What you will do – Give the lines below again exactly, starting with the line that holds "let err = auto.append(&mut" and going on through the line that holds "round trip is".

Record extracts –
* * *
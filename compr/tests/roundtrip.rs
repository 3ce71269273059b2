//! Round-trip coverage for every codec, whole-buffer and chunked, plus
//! format auto-detection.

use asynckit_compr::{
    bz2_compress, bz2_decompress, zlib_compress, zlib_decompress, zstd_compress,
    zstd_decompress, AutoDecompressor, Bz2Opts, ComprStatus, ZlibOpts,
};
use asynckit_core::{Error, ErrorKind, OpResult};
use pretty_assertions::assert_eq;

// A ~1.2 KB English passage; long enough that every codec actually shrinks
// it and block-oriented paths see a few internal flushes.
const PASSAGE: &str = "\
The keeper's log from the island station survives almost complete, and it is \
a patient, unglamorous record. Oil delivered by the spring boat, wicks \
trimmed at dusk, the clockwork of the rotating lens wound every four hours \
through the night. Storms are noted in a single line each, with the wind's \
quarter and whether the relief landing was possible; the entry for the great \
January gale says only that the tower trembled and the lamp stayed lit. \
Between the weather there are smaller observations. Terns nesting in the \
rubble of the old fog-signal house. A merchant brig standing too close in \
thick weather, warned off with the hand bell. The slow accounting of stores: \
flour, lamp glasses, spare mantles, coal. Twice a year an inspector crossed \
from the mainland and the log grows briefly formal, listing brasswork \
polished and records produced for examination. What the log never mentions \
is solitude, though every page implies it; the keeper measures his days in \
services performed for ships that never know his name. When the light was \
finally automated the last entry notes the time the lamp was extinguished, \
the state of the sea, and nothing else at all, as if the habit of restraint \
had itself become the monument.";

fn input() -> &'static [u8] {
    PASSAGE.as_bytes()
}

fn check_round_trip(
    compress: impl Fn(&mut Vec<u8>, &[u8]) -> OpResult<ComprStatus>,
    decompress: impl Fn(&mut Vec<u8>, &[u8]) -> OpResult<ComprStatus>,
) {
    let mut packed = Vec::new();
    compress(&mut packed, input()).unwrap();
    assert!(!packed.is_empty());

    let mut unpacked = Vec::new();
    let st = decompress(&mut unpacked, &packed).unwrap();
    assert_eq!(st.n_in, packed.len());
    assert_eq!(st.n_out, unpacked.len());
    assert!(st.is_end);
    assert_eq!(unpacked, input());
}

fn third(len: usize) -> usize {
    len / 3 + 1
}

#[test]
fn bz2() {
    check_round_trip(
        |out, i| bz2_compress(out, i, Bz2Opts::default(), 0),
        |out, i| bz2_decompress(out, i, Bz2Opts::default(), 0),
    );
    check_round_trip(
        |out, i| bz2_compress(out, i, Bz2Opts::default(), third(i.len())),
        |out, i| bz2_decompress(out, i, Bz2Opts::default(), third(i.len())),
    );
}

#[test]
fn zlib() {
    check_round_trip(
        |out, i| zlib_compress(out, i, ZlibOpts::default(), 0),
        |out, i| zlib_decompress(out, i, ZlibOpts::default(), 0),
    );
    check_round_trip(
        |out, i| zlib_compress(out, i, ZlibOpts::default(), third(i.len())),
        |out, i| zlib_decompress(out, i, ZlibOpts::default(), third(i.len())),
    );
}

#[test]
fn gzip_forced() {
    let gzip = ZlibOpts { gzip: true, ..ZlibOpts::default() };
    check_round_trip(
        |out, i| zlib_compress(out, i, gzip, 0),
        |out, i| zlib_decompress(out, i, gzip, 0),
    );
    check_round_trip(
        |out, i| zlib_compress(out, i, gzip, third(i.len())),
        |out, i| zlib_decompress(out, i, gzip, third(i.len())),
    );
}

#[test]
fn gzip_auto_detect() {
    let gzip = ZlibOpts { gzip: true, ..ZlibOpts::default() };
    check_round_trip(
        |out, i| zlib_compress(out, i, gzip, 0),
        |out, i| zlib_decompress(out, i, ZlibOpts::default(), 0),
    );
    check_round_trip(
        |out, i| zlib_compress(out, i, gzip, third(i.len())),
        |out, i| zlib_decompress(out, i, ZlibOpts::default(), third(i.len())),
    );
}

#[test]
fn zstd() {
    check_round_trip(|out, i| zstd_compress(out, i, 3), |out, i| zstd_decompress(out, i));
}

#[test]
fn auto_detects_every_codec() {
    let cases: Vec<(&str, Vec<u8>)> = vec![
        ("bz2", {
            let mut v = Vec::new();
            bz2_compress(&mut v, input(), Bz2Opts::default(), 0).unwrap();
            v
        }),
        ("zlib", {
            let mut v = Vec::new();
            zlib_compress(&mut v, input(), ZlibOpts::default(), 0).unwrap();
            v
        }),
        ("gzip", {
            let mut v = Vec::new();
            zlib_compress(&mut v, input(), ZlibOpts { gzip: true, ..ZlibOpts::default() }, 0)
                .unwrap();
            v
        }),
        ("zstd", {
            let mut v = Vec::new();
            zstd_compress(&mut v, input(), 3).unwrap();
            v
        }),
    ];
    for (name, packed) in cases {
        let mut auto = AutoDecompressor::new();
        let mut unpacked = Vec::new();
        let st = auto.append(&mut unpacked, &packed).unwrap();
        assert!(st.is_end, "{name}: stream should end");
        assert_eq!(st.n_in, packed.len(), "{name}");
        assert_eq!(unpacked, input(), "{name}");
    }
}

#[test]
fn auto_rejects_unknown_magic() {
    let mut auto = AutoDecompressor::new();
    let mut out = Vec::new();
    let err = auto.append(&mut out, b"plain text, no magic").unwrap_err();
    assert_eq!(err.kind(), ErrorKind::InvalidInput);
    assert!(matches!(err, Error::InvalidInput));
}

#[test]
fn chunked_and_whole_compressions_agree() {
    let mut whole = Vec::new();
    zlib_compress(&mut whole, input(), ZlibOpts::default(), 0).unwrap();
    let mut chunked = Vec::new();
    zlib_compress(&mut chunked, input(), ZlibOpts::default(), third(input().len())).unwrap();
    // Deflate output depends on flush points, so only the round trip is
    // compared, not the bytes.
    let mut a = Vec::new();
    let mut b = Vec::new();
    zlib_decompress(&mut a, &whole, ZlibOpts::default(), 0).unwrap();
    zlib_decompress(&mut b, &chunked, ZlibOpts::default(), 0).unwrap();
    assert_eq!(a, b);
}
* * *
Output below –
    let err = auto.append(&mut out, b"plain text, no magic").unwrap_err();
    assert_eq!(err.kind(), ErrorKind::InvalidInput);
    assert!(matches!(err, Error::InvalidInput));
}

#[test]
fn chunked_and_whole_compressions_agree() {
    let mut whole = Vec::new();
    zlib_compress(&mut whole, input(), ZlibOpts::default(), 0).unwrap();
    let mut chunked = Vec::new();
    zlib_compress(&mut chunked, input(), ZlibOpts::default(), third(input().len())).unwrap();
    // Deflate output depends on flush points, so only the round trip is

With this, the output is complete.